Will workers in scrap trade get 'ayuda' too?

Published August 3, 2021, 10:36 AM

by Ellson Quismorio

Informal waste sector (IWS) workers from Metro Manila are pleading for cash aid or “ayuda” from the national government during the upcoming two-week enhanced community quarantine (ECQ) from Aug. 6 to 20.

E-waste dismantlers in Camarin, Caloocan City (Photo from EcoWaste Coalition)

“Ang hiling namin ay mabigyan kami ng makakain sa araw-araw dahil wala naman kaming mapagkukunan ng pambili ng makakain kung hindi papayagang makalabas para makapamili ng kalakal at makapagbaklas (Our plea is for us to have food everyday since we won’t have the resources to buy food if we won’t be allowed outdoors to collect scrap and dismantle them),” said Ronaldo Sarmiento, of the Samahan ng mga Mangangalakal ng Scrap sa Capulong (SMNC) based in Tondo, Manila.

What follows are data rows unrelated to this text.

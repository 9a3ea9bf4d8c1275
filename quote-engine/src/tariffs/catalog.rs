//! Route catalog
//!
//! Candidate routes with the average observed freight cost. The engine only
//! reads it to seed a cost ledger; [`InMemoryRouteCatalog`] backs the CLI and
//! tests from a JSON file.

use std::path::Path;

use shared::error::AppError;
use shared::models::{RouteKey, RouteRate};
use thiserror::Error;

use crate::pricing::CostLedger;

/// Route lookup collaborator
pub trait RouteCatalog {
    fn lookup(&self, route: &RouteKey) -> Option<RouteRate>;

    fn routes(&self) -> Vec<RouteRate>;

    /// Cost ledger seeded with the route's base freight cost
    fn seed_ledger(&self, route: &RouteKey) -> CostLedger {
        CostLedger::seed_from_route(self, route)
    }
}

#[derive(Debug, Error)]
pub enum CatalogError {
    #[error("Failed to read route catalog {path}: {source}")]
    Io {
        path: String,
        #[source]
        source: std::io::Error,
    },

    #[error("Failed to parse route catalog: {0}")]
    Parse(#[from] serde_json::Error),
}

impl From<CatalogError> for AppError {
    fn from(err: CatalogError) -> Self {
        match &err {
            CatalogError::Io { path, .. } => {
                AppError::config(err.to_string()).with_detail("path", path.clone())
            }
            CatalogError::Parse(_) => AppError::config(err.to_string()),
        }
    }
}

#[derive(Debug, Clone, Default)]
pub struct InMemoryRouteCatalog {
    rates: Vec<RouteRate>,
}

impl InMemoryRouteCatalog {
    pub fn new(rates: Vec<RouteRate>) -> Self {
        Self { rates }
    }

    /// Parse a JSON array of route rates
    pub fn from_json_str(json: &str) -> Result<Self, CatalogError> {
        let rates: Vec<RouteRate> = serde_json::from_str(json)?;
        Ok(Self::new(rates))
    }

    pub fn load(path: impl AsRef<Path>) -> Result<Self, CatalogError> {
        let path = path.as_ref();
        let json = std::fs::read_to_string(path).map_err(|source| CatalogError::Io {
            path: path.display().to_string(),
            source,
        })?;
        let catalog = Self::from_json_str(&json)?;
        tracing::info!(
            path = %path.display(),
            routes = catalog.rates.len(),
            "Route catalog loaded"
        );
        Ok(catalog)
    }

    /// Case-insensitive substring search over origin and destination
    pub fn search(&self, query: &str) -> Vec<&RouteRate> {
        let needle = query.trim().to_lowercase();
        self.rates
            .iter()
            .filter(|rate| {
                needle.is_empty()
                    || rate.route.origin.to_lowercase().contains(&needle)
                    || rate.route.destination.to_lowercase().contains(&needle)
            })
            .collect()
    }

    pub fn len(&self) -> usize {
        self.rates.len()
    }

    pub fn is_empty(&self) -> bool {
        self.rates.is_empty()
    }
}

impl RouteCatalog for InMemoryRouteCatalog {
    fn lookup(&self, route: &RouteKey) -> Option<RouteRate> {
        self.rates
            .iter()
            .find(|rate| rate.route.same_route(route))
            .cloned()
    }

    fn routes(&self) -> Vec<RouteRate> {
        self.rates.clone()
    }
}

#[cfg(test)]
mod tests {
    use super::*;
    use rust_decimal_macros::dec;
    use shared::models::{BASE_COST_NAME, TransportMode};

    const CATALOG: &str = r#"[
        {"origin": "Manzanillo", "destination": "Guadalajara", "transport_mode": "intermodal",
         "container_size": "40HC", "route_id": "r-1", "avg_cost": 18500.5, "min_cost": 17000,
         "transit_days": 4},
        {"origin": "Veracruz", "destination": "Monterrey", "transport_mode": "rail",
         "container_size": "20DC", "min_cost": 9000},
        {"origin": "Lázaro Cárdenas", "destination": "CDMX", "transport_mode": "rail",
         "container_size": "40DC"}
    ]"#;

    fn catalog() -> InMemoryRouteCatalog {
        InMemoryRouteCatalog::from_json_str(CATALOG).unwrap()
    }

    #[test]
    fn test_lookup_ignores_case_and_whitespace() {
        let key = RouteKey::new(" manzanillo", "GUADALAJARA ", TransportMode::Intermodal, "40hc");
        let rate = catalog().lookup(&key).unwrap();
        assert_eq!(rate.route_id.as_deref(), Some("r-1"));
        assert_eq!(rate.transit_days, Some(4));
    }

    #[test]
    fn test_lookup_requires_same_mode() {
        let key = RouteKey::new("Manzanillo", "Guadalajara", TransportMode::Truck, "40HC");
        assert!(catalog().lookup(&key).is_none());
    }

    #[test]
    fn test_seed_prefers_avg_then_min_then_zero() {
        let catalog = catalog();

        let avg = catalog.seed_ledger(&RouteKey::new(
            "Manzanillo",
            "Guadalajara",
            TransportMode::Intermodal,
            "40HC",
        ));
        let base = avg.base_component().unwrap();
        assert_eq!(base.name, BASE_COST_NAME);
        assert_eq!(base.amount, dec!(18500.5));

        let min = catalog.seed_ledger(&RouteKey::new(
            "Veracruz",
            "Monterrey",
            TransportMode::Rail,
            "20DC",
        ));
        assert_eq!(min.total(), dec!(9000));

        let none = catalog.seed_ledger(&RouteKey::new(
            "Lázaro Cárdenas",
            "CDMX",
            TransportMode::Rail,
            "40DC",
        ));
        assert_eq!(none.total(), dec!(0));
        assert_eq!(none.len(), 1);

        let unknown =
            catalog.seed_ledger(&RouteKey::new("Altamira", "Saltillo", TransportMode::Truck, "53"));
        assert_eq!(unknown.total(), dec!(0));
        assert!(unknown.base_component().is_some());
    }

    #[test]
    fn test_search() {
        let catalog = catalog();
        assert_eq!(catalog.len(), 3);
        assert_eq!(catalog.search("monte").len(), 1);
        assert_eq!(catalog.search("  ").len(), 3);
        assert!(catalog.search("tijuana").is_empty());
    }

    #[test]
    fn test_parse_error_converts_to_config_error() {
        let err = InMemoryRouteCatalog::from_json_str("{not json").unwrap_err();
        assert!(matches!(err, CatalogError::Parse(_)));
        let app: AppError = err.into();
        assert_eq!(app.code, shared::ErrorCode::ConfigError);
    }

    #[test]
    fn test_missing_file() {
        let err = InMemoryRouteCatalog::load("/nonexistent/routes.json").unwrap_err();
        let app: AppError = err.into();
        assert_eq!(app.code, shared::ErrorCode::ConfigError);
        assert!(app.details.unwrap().contains_key("path"));
    }
}
/// Current UTC timestamp (milliseconds)
pub fn now_millis() -> i64 {
    chrono::Utc::now().timestamp_millis()
}
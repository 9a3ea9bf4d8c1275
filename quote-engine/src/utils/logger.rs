//! Logging Infrastructure
//!
//! Structured logging setup for the CLI and for applications embedding the
//! engine.

use std::path::Path;
use tracing_subscriber::EnvFilter;

/// Initialize the logger at `info`, writing to stderr
pub fn init_logger() {
    init_logger_with_file(None, None);
}

/// Initialize the logger with optional file output
///
/// `RUST_LOG` takes precedence over `log_level` when set. When `log_dir`
/// exists, output goes to a daily rolling file instead of stderr.
pub fn init_logger_with_file(log_level: Option<&str>, log_dir: Option<&str>) {
    let level = log_level.unwrap_or("info");
    let filter = EnvFilter::try_from_default_env().unwrap_or_else(|_| EnvFilter::new(level));

    let subscriber = tracing_subscriber::fmt()
        .with_env_filter(filter)
        .with_file(false)
        .with_line_number(false)
        .with_thread_ids(false)
        .with_target(false);

    if let Some(dir) = log_dir {
        let log_path = Path::new(dir);
        if log_path.is_dir() {
            let file_appender = tracing_appender::rolling::daily(log_path, "quote-engine");
            let _ = subscriber.with_ansi(false).with_writer(file_appender).try_init();
            return;
        }
    }

    let _ = subscriber.with_writer(std::io::stderr).try_init();
}
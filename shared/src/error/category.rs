//! Error category classification

use super::codes::ErrorCode;
use serde::{Deserialize, Serialize};

/// Error category classification based on error code ranges
///
/// - 0xxx: General errors
/// - 1xxx: Pricing input errors
/// - 2xxx: Allocation errors
/// - 3xxx: Quote errors
/// - 4xxx: Tariff errors
/// - 9xxx: System errors
#[derive(Debug, Clone, Copy, PartialEq, Eq, Hash, Serialize, Deserialize)]
#[serde(rename_all = "snake_case")]
pub enum ErrorCategory {
    /// General errors (0xxx)
    General,
    /// Pricing input errors (1xxx)
    Pricing,
    /// Allocation errors (2xxx)
    Allocation,
    /// Quote errors (3xxx)
    Quote,
    /// Tariff errors (4xxx)
    Tariff,
    /// System errors (everything else)
    System,
}

impl ErrorCategory {
    /// Determine category from error code value
    pub fn from_code(code: u16) -> Self {
        match code {
            0..1000 => Self::General,
            1000..2000 => Self::Pricing,
            2000..3000 => Self::Allocation,
            3000..4000 => Self::Quote,
            4000..5000 => Self::Tariff,
            _ => Self::System,
        }
    }

    /// Get the string name for this category
    pub fn name(&self) -> &'static str {
        match self {
            Self::General => "general",
            Self::Pricing => "pricing",
            Self::Allocation => "allocation",
            Self::Quote => "quote",
            Self::Tariff => "tariff",
            Self::System => "system",
        }
    }
}

impl ErrorCode {
    /// Get the category for this error code
    pub fn category(&self) -> ErrorCategory {
        ErrorCategory::from_code(self.code())
    }
}

#[cfg(test)]
mod tests {
    use super::*;

    #[test]
    fn test_category_from_code() {
        assert_eq!(ErrorCategory::from_code(0), ErrorCategory::General);
        assert_eq!(ErrorCategory::from_code(999), ErrorCategory::General);
        assert_eq!(ErrorCategory::from_code(1001), ErrorCategory::Pricing);
        assert_eq!(ErrorCategory::from_code(2001), ErrorCategory::Allocation);
        assert_eq!(ErrorCategory::from_code(3001), ErrorCategory::Quote);
        assert_eq!(ErrorCategory::from_code(4002), ErrorCategory::Tariff);
        assert_eq!(ErrorCategory::from_code(9001), ErrorCategory::System);
        assert_eq!(ErrorCategory::from_code(5000), ErrorCategory::System);
    }

    #[test]
    fn test_error_code_category() {
        assert_eq!(ErrorCode::InvalidRequest.category(), ErrorCategory::General);
        assert_eq!(ErrorCode::InvalidMargin.category(), ErrorCategory::Pricing);
        assert_eq!(
            ErrorCode::AllocationRounding.category(),
            ErrorCategory::Allocation
        );
        assert_eq!(ErrorCode::InvalidQuoteDetails.category(), ErrorCategory::Quote);
        assert_eq!(ErrorCode::TariffNotFound.category(), ErrorCategory::Tariff);
        assert_eq!(ErrorCode::ConfigError.category(), ErrorCategory::System);
    }

    #[test]
    fn test_category_serialize() {
        let json = serde_json::to_string(&ErrorCategory::Allocation).unwrap();
        assert_eq!(json, "\"allocation\"");
        assert_eq!(ErrorCategory::Tariff.name(), "tariff");
    }
}
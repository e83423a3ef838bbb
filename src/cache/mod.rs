//! Content-addressed render cache
//!
//! The cache is keyed by image content: identical bytes at the same quality
//! tier always resolve to the same entry, across restarts. One subdirectory
//! per key under the cache root holds the single canonical artifact; the
//! SQLite index maps keys to those artifacts and tracks usage.

pub mod fingerprint;
pub mod index;

pub use fingerprint::{fingerprint, image_hash};
pub use index::CacheIndex;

“Ayaw man namin ay may magpipilit na lumabas pa rin para makapangalakal dahil ito lamang ang aming pinagkakakitaan (Even if we don’t want to, some of us will insist on going outdoors to find a source of income),” Benedicto Nario of the Samahan ng mga Mangangalakal sa Bagong Silang (SMBS) in Caloocan City said.

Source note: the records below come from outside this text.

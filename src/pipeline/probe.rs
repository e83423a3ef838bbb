//! Source image probing
//!
//! Asks ffprobe for the pixel dimensions of the source image before the
//! composite stage. JSON output is requested even on failure so ffprobe's
//! own diagnostic can be surfaced in the error.

use crate::errors::{RenderError, Result};
use crate::models::ImageDimensions;
use std::path::Path;
use std::process::Stdio;
use tokio::process::Command;
use tracing::debug;

pub struct ImageProber {
    ffprobe_command: String,
}

impl ImageProber {
    pub fn new(ffprobe_command: impl Into<String>) -> Self {
        Self {
            ffprobe_command: ffprobe_command.into(),
        }
    }

    /// Probe a source image for its pixel dimensions.
    ///
    /// Fails with [`RenderError::Probe`] when no decodable visual stream is
    /// present. No timeout is imposed; the probe runs until ffprobe exits.
    pub async fn probe(&self, path: &Path) -> Result<ImageDimensions> {
        debug!("probing source image: {}", path.display());

        let mut cmd = Command::new(&self.ffprobe_command);
        cmd.args([
            "-v",
            "quiet",
            "-print_format",
            "json",
            "-show_error",
            "-show_entries",
            "stream=width,height",
        ]);
        cmd.arg(path);
        cmd.stdout(Stdio::piped());
        cmd.stderr(Stdio::piped());

        let output = cmd
            .output()
            .await
            .map_err(|e| RenderError::spawn_failed(&self.ffprobe_command, e.to_string()))?;

        let stdout = String::from_utf8_lossy(&output.stdout);
        let data: serde_json::Value = if stdout.trim().is_empty() {
            // No JSON at all; fall back to stderr for the diagnostic
            let stderr = String::from_utf8_lossy(&output.stderr);
            serde_json::json!({ "error": { "string": stderr.trim() } })
        } else {
            serde_json::from_str(&stdout)
                .map_err(|e| RenderError::probe(path, format!("unparseable ffprobe output: {e}")))?
        };

        match Self::parse_dimensions(&data) {
            Some(dims) => {
                debug!(
                    "probed {}: {}x{}",
                    path.display(),
                    dims.width,
                    dims.height
                );
                Ok(dims)
            }
            None => {
                let detail = data
                    .get("error")
                    .and_then(|e| e.get("string"))
                    .and_then(|s| s.as_str())
                    .filter(|s| !s.is_empty())
                    .unwrap_or("no decodable visual stream found")
                    .to_string();
                Err(RenderError::probe(path, detail))
            }
        }
    }

    /// Pick the first stream carrying both width and height.
    fn parse_dimensions(data: &serde_json::Value) -> Option<ImageDimensions> {
        let streams = data.get("streams")?.as_array()?;
        streams.iter().find_map(|stream| {
            let width = stream.get("width")?.as_u64()? as u32;
            let height = stream.get("height")?.as_u64()? as u32;
            if width == 0 || height == 0 {
                return None;
            }
            Some(ImageDimensions { width, height })
        })
    }
}

#[cfg(test)]
mod tests {
    use super::*;
    use serde_json::json;

    #[test]
    fn picks_first_stream_with_dimensions() {
        let data = json!({
            "streams": [
                { "codec_type": "data" },
                { "width": 1024, "height": 768 },
                { "width": 10, "height": 10 }
            ]
        });
        let dims = ImageProber::parse_dimensions(&data).unwrap();
        assert_eq!(dims, ImageDimensions { width: 1024, height: 768 });
    }

    #[test]
    fn no_visual_stream_is_none() {
        assert!(ImageProber::parse_dimensions(&json!({ "streams": [] })).is_none());
        assert!(ImageProber::parse_dimensions(&json!({ "streams": [{ "codec_type": "audio" }] }))
            .is_none());
        assert!(ImageProber::parse_dimensions(&json!({ "error": { "string": "corrupt" } }))
            .is_none());
    }

    #[test]
    fn zero_sized_streams_are_rejected() {
        let data = json!({ "streams": [{ "width": 0, "height": 100 }] });
        assert!(ImageProber::parse_dimensions(&data).is_none());
    }
}
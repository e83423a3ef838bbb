//! Cache orchestrator
//!
//! Ties the fingerprinter, the persistent index and the render pipeline
//! together: given image bytes and a delivery format, return a ready
//! artifact, rendering it at most once per (content, quality) pair. A
//! per-key in-flight registry gives that guarantee under concurrency too:
//! requests for a key already being rendered wait for it and then re-check
//! the index instead of starting a duplicate render.

use crate::cache::{fingerprint, CacheIndex};
use crate::errors::Result;
use crate::models::OutputFormat;
use crate::pipeline::graph::CANONICAL_FORMAT;
use crate::pipeline::RenderBackend;
use crate::temp::TempFile;
use std::collections::HashMap;
use std::path::{Path, PathBuf};
use std::sync::Arc;
use tokio::sync::Mutex;
use tracing::{debug, info};

/// The outcome of a request, carrying its cleanup obligation in the type.
///
/// `Cached` paths are durable cache files the caller must never delete.
/// `Ephemeral` artifacts own a temp file that is removed when the artifact
/// is dropped.
#[derive(Debug)]
pub enum Artifact {
    Cached(PathBuf),
    Ephemeral(TempFile),
}

impl Artifact {
    pub fn path(&self) -> &Path {
        match self {
            Artifact::Cached(path) => path,
            Artifact::Ephemeral(temp) => temp.path(),
        }
    }

    pub fn is_ephemeral(&self) -> bool {
        matches!(self, Artifact::Ephemeral(_))
    }
}

/// Content-addressed get-or-render service over a [`RenderBackend`].
pub struct RenderCache<B: RenderBackend> {
    index: CacheIndex,
    backend: B,
    overlay_clip: PathBuf,
    in_flight: Mutex<HashMap<String, Arc<Mutex<()>>>>,
}

impl<B: RenderBackend> RenderCache<B> {
    pub fn new(index: CacheIndex, backend: B, overlay_clip: impl Into<PathBuf>) -> Self {
        Self {
            index,
            backend,
            overlay_clip: overlay_clip.into(),
            in_flight: Mutex::new(HashMap::new()),
        }
    }

    pub fn index(&self) -> &CacheIndex {
        &self.index
    }

    pub fn backend(&self) -> &B {
        &self.backend
    }

    /// Return an artifact for the image in the requested delivery format,
    /// rendering the canonical artifact only if it is not already cached.
    pub async fn get_or_render(
        &self,
        image_bytes: &[u8],
        format: OutputFormat,
        low_quality: bool,
    ) -> Result<Artifact> {
        let key = fingerprint(image_bytes, low_quality);

        if let Some(cached) = self.index.lookup(&key).await? {
            return self.deliver(cached, format).await;
        }

        // Miss: serialize renders per key. Whoever holds the key lock first
        // renders; everyone else re-checks the index once they get it.
        let key_lock = self.acquire_key(&key).await;
        let guard = key_lock.lock().await;

        // No early return between here and release_key, or the registry
        // entry would outlive its last holder
        let outcome = match self.index.lookup(&key).await {
            Ok(Some(cached)) => {
                debug!("render for {} completed while waiting", key);
                Ok(cached)
            }
            Ok(None) => self.render_and_store(&key, image_bytes, low_quality).await,
            Err(e) => Err(e),
        };

        drop(guard);
        self.release_key(&key, &key_lock).await;

        self.deliver(outcome?, format).await
    }

    /// One cached artifact picked at random, if any exist.
    pub async fn random_cached(&self) -> Result<Option<PathBuf>> {
        self.index.random().await
    }

    async fn render_and_store(
        &self,
        key: &str,
        image_bytes: &[u8],
        low_quality: bool,
    ) -> Result<PathBuf> {
        info!("cache miss, rendering: {}", key);

        // Source bytes and the render output both live in scoped temp files;
        // the canonical copy only lands in the cache root after the render
        // fully succeeds.
        let source = TempFile::new("png");
        tokio::fs::write(source.path(), image_bytes).await?;

        let rendered = TempFile::new(CANONICAL_FORMAT.extension());
        self.backend
            .render_canonical(source.path(), &self.overlay_clip, low_quality, rendered.path())
            .await?;

        self.index
            .insert(
                key,
                &fingerprint::image_hash(image_bytes),
                low_quality,
                rendered.path(),
            )
            .await
    }

    async fn deliver(&self, cached: PathBuf, format: OutputFormat) -> Result<Artifact> {
        if format == CANONICAL_FORMAT {
            return Ok(Artifact::Cached(cached));
        }

        let derived = TempFile::new(format.extension());
        self.backend
            .derive_format(&cached, format, derived.path())
            .await?;
        Ok(Artifact::Ephemeral(derived))
    }

    async fn acquire_key(&self, key: &str) -> Arc<Mutex<()>> {
        let mut registry = self.in_flight.lock().await;
        registry
            .entry(key.to_string())
            .or_insert_with(|| Arc::new(Mutex::new(())))
            .clone()
    }

    /// Drop the registration once the last holder is done, so a failed
    /// render can be retried by a later request.
    async fn release_key(&self, key: &str, lock: &Arc<Mutex<()>>) {
        let mut registry = self.in_flight.lock().await;
        // registry holds one reference, we hold another; anything beyond
        // that is a waiter still in flight
        if Arc::strong_count(lock) <= 2 {
            registry.remove(key);
        }
    }
}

“Para maiwasan na kami ay lumabas sa gitna ng peligro ng COVID-19 [coronavirus disease] Delta variant, hiling naming mga e-waste dismantler na magkaroon ng suporta sa pangaraw-araw na pangangailangan hanggang payagan kaming muli na makapangalakal (To avoid this amid the threat of the COVID-19 Delta variant, we e-waste dismantlers would like to get support for our daily needs until we are allowed outdoors again),” Nario stressed.

The ECQ is the strictest lockdown protocol that can be imposed by government. The two-week ECQ is meant to curb the local transmission of the more dangerous Delta variant of COVID-19 through strict stay-at-home orders.

The availability of cash assistance was integral to the national government’s decision of greenlighting the hard lockdown. However, IWS workers, which are considered daily wage earners, can’t help but wonder if they would be included in the distribution of cash or food aid.

“We are one with the informal waste workers and their families in urging the authorities to listen and act on their plea for sufficient assistance to see them through the two-week work disruption,” said Jover Larion, e-waste campaigner of environment and toxics watchdog EcoWaste Coalition.

“We also appeal to electricity and water providers not to proceed with any service disconnection due to unpaid bills during the ECQ. The IWS families and other monetary poor and vulnerable households, in particular, will appreciate such a caring response from concerned companies during these tough times,” he added.

As defined under the National Framework Plan for the Informal Sector in Solid Waste Management, the IWS includes “individuals, families, groups or small enterprises engaged in the recovery of waste materials either on a full-time or part-time basis with revenue generation as the motivation.”

“IWS workers contribute to positive economic impacts on the overall solid waste management, handl(ing) large volumes of waste materials at practically no cost to the government or taxpayers,” the framework plan said.